Learn to expertly apply a range of machine learning methods to real data with this practical guide.

Packed with real datasets and practical examples, The Art of Machine Learning will help you develop an intuitive understanding of how and why ML methods work, without the need for advanced math.

As you work through the book, you'll learn how to implement a range of powerful ML techniques, starting with the k-Nearest Neighbors (k-NN) method and random forests, and moving on to gradient boosting, support vector machines (SVMs), neural networks, and more.

With the aid of real datasets, you'll delve into regression models through the use of a bike-sharing dataset, explore decision trees by leveraging New York City taxi data, and dissect parametric methods with baseball player stats.

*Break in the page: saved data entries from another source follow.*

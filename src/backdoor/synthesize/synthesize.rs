use num_bigint::BigUint;
use num_integer::Integer;
use num_traits::One;
use rand_core::RngCore;
use crate::rsa::keygen::{KeyParameters, generate_primes};
use crate::rsa::math::{gcd, mod_inverse};
use crate::crypto_error::CryptoError;

// ============================================================================
// Candidat d'exposant public piégé
//
// Relation structurelle : e ≡ e0 · e1⁻¹ (mod phi(N)) avec e0, e1 petits.
// Invariants garantis par la synthèse : 1 ≤ e0, e1 < B ; e impair ;
// 1 < e < 2^(kl-1) − 2·2^(kl/2) ; gcd(e, phi(N)) = 1.
// Deux paires (e0, e1) distinctes peuvent produire le même e.
// ============================================================================
#[derive(Clone, Debug, PartialEq, Eq)]
pub struct ExponentCandidate {
    pub e0: u64,
    pub e1: u64,
    pub e:  BigUint,
}

impl ExponentCandidate {
    // -----------------------------------------------------------------------
    // Un candidat avec e1 = 1 (donc e = e0, un petit exposant ordinaire)
    // n'est pas un vrai piège : e·e1 − e0 n'atteint jamais l'ordre de
    // grandeur de phi(N) et le détecteur ne peut rien en retrouver.
    // Les démonstrations et essais de détection l'écartent.
    // -----------------------------------------------------------------------
    pub fn is_degenerate(&self) -> bool {
        self.e1 == 1 || BigUint::from(self.e0) == self.e
    }
}

// ---------------------------------------------------------------------------
// Borne supérieure (exclusive) de l'énumération e0/e1 : B = kl/(2·sec) + 1
// ---------------------------------------------------------------------------
pub fn search_bound(key_length: u64, sec: u64) -> u64 {
    key_length / (2 * sec) + 1
}

// ---------------------------------------------------------------------------
// Pré-filtre : 2·e0 + e1·(e1+1) < 2·kl/r, en forme entière exacte
// r·(2·e0 + e1·(e1+1)) < 2·kl (le membre droit original est un réel —
// la multiplication croisée évite toute troncature).
// Écarte à bas coût les paires qui ne peuvent pas satisfaire la contrainte
// de plage sur e, avant de payer un inverse modulaire.
// ---------------------------------------------------------------------------
pub fn check_bound(e0: u64, e1: u64, key_length: u64, r: u64) -> bool {
    r * (2 * e0 + e1 * (e1 + 1)) < 2 * key_length
}

// Plage admissible pour e : 1 < e < 2^(kl-1) − 2·2^(kl/2)
pub fn max_exponent(key_length: u64) -> BigUint {
    (BigUint::one() << (key_length - 1)) - (BigUint::one() << (key_length / 2 + 1))
}

// ============================================================================
// Synthèse : énumère les paires (e0, e1) sous la borne B, inverse e1
// modulo le vrai phi(N) et filtre. e = e0 · e1⁻¹ SANS réduction mod phi —
// la contrainte de plage fait le tri.
//
// Ordre du résultat : e0 croissant puis e1 croissant (ordre d'insertion de
// l'énumération imbriquée).
// ============================================================================
pub fn synthesize_with(params: &KeyParameters, sec: u64) -> Result<Vec<ExponentCandidate>, CryptoError> {
    if sec == 0 {
        return Err(CryptoError::SecurityParameterZero);
    }

    let r = 2 * sec;
    let bound = search_bound(params.key_length, sec);

    let min_e = BigUint::one();
    let max_e = max_exponent(params.key_length);

    let mut candidates = Vec::new();

    for e0 in 1..bound {
        for e1 in 1..bound {
            if !check_bound(e0, e1, params.key_length, r) {
                continue;
            }

            // Absence d'inverse : résultat ordinaire, on passe au suivant
            let Some(e1_inverse) = mod_inverse(&BigUint::from(e1), &params.phi_n) else {
                continue;
            };

            let e = e1_inverse * e0;

            // e doit être demandable comme exposant public RSA : impair et
            // dans la plage 1 < e < 2^(kl-1) − 2·2^(kl/2)
            if e.is_even() || e <= min_e || e >= max_e {
                continue;
            }
            if gcd(&e, &params.phi_n) != BigUint::one() {
                continue;
            }

            candidates.push(ExponentCandidate { e0, e1, e });
        }
    }

    Ok(candidates)
}

// ============================================================================
// Variante autonome : génère d'abord les premiers, puis synthétise.
// Retourne aussi les paramètres de clé pour que l'appelant puisse comparer
// les trouvailles du détecteur au vrai phi(N).
// ============================================================================
pub fn synthesize(
    sec: u64,
    key_length: u64,
    rng: &mut impl RngCore,
) -> Result<(KeyParameters, Vec<ExponentCandidate>), CryptoError> {
    let params = generate_primes(key_length, rng)?;
    let candidates = synthesize_with(&params, sec)?;
    Ok((params, candidates))
}

// ============================================================================
// Tests unitaires de la synthèse
// ============================================================================
#[cfg(test)]
mod tests {
    use super::*;
    use rand_core::OsRng;

    // Paramètres fixes : p = 149, q = 251 → N = 37399 (16 bits), phi = 37000
    fn fixture_params() -> KeyParameters {
        KeyParameters {
            p:          BigUint::from(149u32),
            q:          BigUint::from(251u32),
            n:          BigUint::from(37399u32),
            phi_n:      BigUint::from(37000u32),
            key_length: 16,
        }
    }

    #[test]
    fn test_synthesize_fixture_exact_output() {
        // sec = 1 → r = 2, B = 16/2 + 1 = 9, max_e = 2^15 − 2^9 = 32256.
        // e1 = 3 : inv(3, 37000) = 24667 → (1, 3, 24667) ; e0 ≥ 2 dépasse max_e.
        // e1 = 1 : e = e0, seuls e0 = 3 impairs et copremiers avec 37000.
        let candidates = synthesize_with(&fixture_params(), 1).unwrap();
        assert_eq!(
            candidates,
            vec![
                ExponentCandidate { e0: 1, e1: 3, e: BigUint::from(24667u32) },
                ExponentCandidate { e0: 3, e1: 1, e: BigUint::from(3u32) },
            ]
        );
    }

    #[test]
    fn test_degenerate_candidates_flagged() {
        let candidates = synthesize_with(&fixture_params(), 1).unwrap();
        assert!(!candidates[0].is_degenerate()); // (1, 3, 24667)
        assert!(candidates[1].is_degenerate());  // (3, 1, 3) : e1 = 1
    }

    #[test]
    fn test_synthesize_rejects_zero_security_parameter() {
        assert!(matches!(
            synthesize_with(&fixture_params(), 0),
            Err(CryptoError::SecurityParameterZero)
        ));
    }

    #[test]
    fn test_candidate_invariants_over_fresh_primes() {
        let mut rng = OsRng;
        let (params, candidates) = synthesize(4, 64, &mut rng).unwrap();
        let bound = search_bound(64, 4);
        let max_e = max_exponent(64);
        for c in &candidates {
            assert!(c.e0 >= 1 && c.e0 < bound);
            assert!(c.e1 >= 1 && c.e1 < bound);
            assert!(c.e.is_odd());
            assert!(c.e > BigUint::one());
            assert!(c.e < max_e);
            assert_eq!(gcd(&c.e, &params.phi_n), BigUint::one());
            // Relation structurelle : e · e1 ≡ e0 (mod phi)
            assert_eq!(
                (&c.e * c.e1) % &params.phi_n,
                BigUint::from(c.e0) % &params.phi_n
            );
        }
    }

    #[test]
    fn test_check_bound_monotonically_restrictive() {
        // À kl et sec fixés, grossir e0 ou e1 finit par violer la borne
        let (key_length, r) = (1024, 160);
        assert!(check_bound(1, 1, key_length, r));
        let mut e0 = 1;
        while check_bound(e0, 1, key_length, r) {
            e0 += 1;
        }
        assert!(!check_bound(e0 + 1, 1, key_length, r));
        let mut e1 = 1;
        while check_bound(1, e1, key_length, r) {
            e1 += 1;
        }
        assert!(!check_bound(1, e1 + 1, key_length, r));
    }

    #[test]
    fn test_check_bound_exact_integer_form() {
        // kl = 1024, r = 160 : le seuil réel vaut 12.8 — la paire (5, 1)
        // donne exactement 12 et doit passer (12 < 12.8), ce qu'une division
        // entière tronquée à 12 aurait rejeté
        assert!(check_bound(5, 1, 1024, 160));
        assert!(!check_bound(6, 1, 1024, 160));
    }

    #[test]
    fn test_search_bound_1024_80() {
        assert_eq!(search_bound(1024, 80), 7);
    }
}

You'll also find expert tips for avoiding common problems, like handling "dirty" or unbalanced data, and how to troubleshoot pitfalls.

You'll also explore:

  • How to deal with large datasets and techniques for dimension reduction
  • Details on how the Bias-Variance Trade-off plays out in specific ML methods
  • Models based on linear relationships, including ridge and LASSO regression
  • Real-world image and text classification and how to handle time series data

Machine learning is an art that requires careful tuning and tweaking. With The Art of Machine Learning as your guide, you'll master the underlying principles of ML that will empower you to effectively use these models, rather than simply provide a few stock actions with limited practical use.

Requirements: A basic understanding of graphs and charts and familiarity with the R programming language

商品描述(中文翻譯)

學習如何將各種機器學習方法應用於真實數據的實用指南。本書充滿了真實數據集和實際例子,將幫助您直觀地理解機器學習方法的工作原理和原因,而無需深入的數學知識。在閱讀本書的過程中,您將學習如何實施一系列強大的機器學習技術,從最基礎的k-最近鄰(k-NN)方法和隨機森林開始,進而學習梯度提升、支持向量機(SVM)、神經網絡等更高級的技術。通過使用真實數據集,您將通過使用自行車共享數據集來深入研究回歸模型,通過使用紐約市出租車數據來探索決策樹,並通過棒球選手數據來解剖參數方法。您還將找到專家提示,以避免常見問題,例如處理“骯髒”或不平衡的數據,以及如何解決問題。您還將探索以下內容:如何處理大型數據集以及降維技術的方法,偏差-方差平衡在特定機器學習方法中的作用,基於線性關係的模型,包括岭回歸和LASSO回歸,以及現實世界中的圖像和文本分類以及如何處理時間序列數據。機器學習是一門需要仔細調整和調整的藝術。有了《機器學習的藝術》作為指南,您將掌握機器學習的基本原理,使您能夠有效地使用這些模型,而不僅僅是提供一些有限實用性的標準操作。要求:對圖表和圖表有基本的理解,並熟悉R編程語言。

作者簡介

Norman Matloff is an award-winning professor at the University of California, Davis. Matloff has a PhD in mathematics from UCLA and is the author of The Art of Debugging with GDB, DDD, and Eclipse and The Art of R Programming (both from No Starch Press).

作者簡介(中文翻譯)

Norman Matloff是加州大學戴維斯分校的屢獲殊榮的教授。Matloff在加州大學洛杉磯分校獲得數學博士學位,並且是《The Art of Debugging with GDB, DDD, and Eclipse》和《The Art of R Programming》(兩者皆由No Starch Press出版)的作者。